== Segment start ==

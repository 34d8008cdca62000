// SPDX-License-Identifier: PMPL-1.0-or-later
// Copyright (c) 2026 Jonathan D.A. Jewell (hyperpolymath) <jonathan.jewell@open.ac.uk>
//
// Unified error types for Pagemark.

use std::path::PathBuf;

use thiserror::Error;

/// Top-level error type for all Pagemark operations.
#[derive(Debug, Error)]
pub enum PagemarkError {
    // -- Detection errors --
    #[error("unsupported raster channel count: {0} (expected 3 or 4)")]
    UnsupportedChannelCount(u8),

    #[error("page rendering failed: {0}")]
    Render(String),

    // -- Document errors --
    #[error("failed to open document {}: {reason}", path.display())]
    DocumentOpen { path: PathBuf, reason: String },

    #[error("failed to save document {}: {reason}", path.display())]
    DocumentSave { path: PathBuf, reason: String },

    #[error("failed to delete source file {}: {source}", path.display())]
    SourceDelete {
        path: PathBuf,
        #[source]
        source: std::io::Error,
    },

    // -- Patterns and watchers --
    #[error("no usable pattern for '{0}' and no DEFAULT pattern")]
    PatternNotFound(String),

    #[error("a watcher with id '{0}' is already registered")]
    DuplicateId(String),

    #[error("no watcher with id '{0}'")]
    WatcherNotFound(String),

    #[error("watcher '{0}' is no longer running its control task")]
    WatcherUnavailable(String),

    #[error("input directory {} is unavailable: {source}", path.display())]
    InputDirUnavailable {
        path: PathBuf,
        #[source]
        source: std::io::Error,
    },

    // -- Storage / configuration --
    #[error("invalid configuration: {0}")]
    Config(String),

    #[error("file I/O error: {0}")]
    Io(#[from] std::io::Error),

    #[error("serialization error: {0}")]
    Serialization(#[from] serde_json::Error),
}

/// Alias used throughout the codebase.
pub type Result<T> = std::result::Result<T, PagemarkError>;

== Segment end ==

_Exercise objective_. Please transcribe the entries above exactly as written.

_Your solution_.
repository 34d8008cdca62000
// SPDX-License-Identifier: PMPL-1.0-or-later
// Copyright (c) 2026 Jonathan D.A. Jewell (hyperpolymath) <jonathan.jewell@open.ac.uk>
//
// Unified error types for Pagemark.

use std::path::PathBuf;

use thiserror::Error;

/// Top-level error type for all Pagemark operations.
#[derive(Debug, Error)]
pub enum PagemarkError {
    // -- Detection errors --
    #[error("unsupported raster channel count: {0} (expected 3 or 4)")]
    UnsupportedChannelCount(u8),

    #[error("page rendering failed: {0}")]
    Render(String),

    // -- Document errors --
    #[error("failed to open document {}: {reason}", path.display())]
    DocumentOpen { path: PathBuf, reason: String },

    #[error("failed to save document {}: {reason}", path.display())]
    DocumentSave { path: PathBuf, reason: String },

    #[error("failed to delete source file {}: {source}", path.display())]
    SourceDelete {
        path: PathBuf,
        #[source]
        source: std::io::Error,
    },

    // -- Patterns and watchers --
    #[error("no usable pattern for '{0}' and no DEFAULT pattern")]
    PatternNotFound(String),

    #[error("a watcher with id '{0}' is already registered")]
    DuplicateId(String),

    #[error("no watcher with id '{0}'")]
    WatcherNotFound(String),

    #[error("watcher '{0}' is no longer running its control task")]
    WatcherUnavailable(String),

    #[error("input directory {} is unavailable: {source}", path.display())]
    InputDirUnavailable {
        path: PathBuf,
        #[source]
        source: std::io::Error,
    },

    // -- Storage / configuration --
    #[error("invalid configuration: {0}")]
    Config(String),

    #[error("file I/O error: {0}")]
    Io(#[from] std::io::Error),

    #[error("serialization error: {0}")]
    Serialization(#[from] serde_json::Error),
}

/// Alias used throughout the codebase.
pub type Result<T> = std::result::Result<T, PagemarkError>;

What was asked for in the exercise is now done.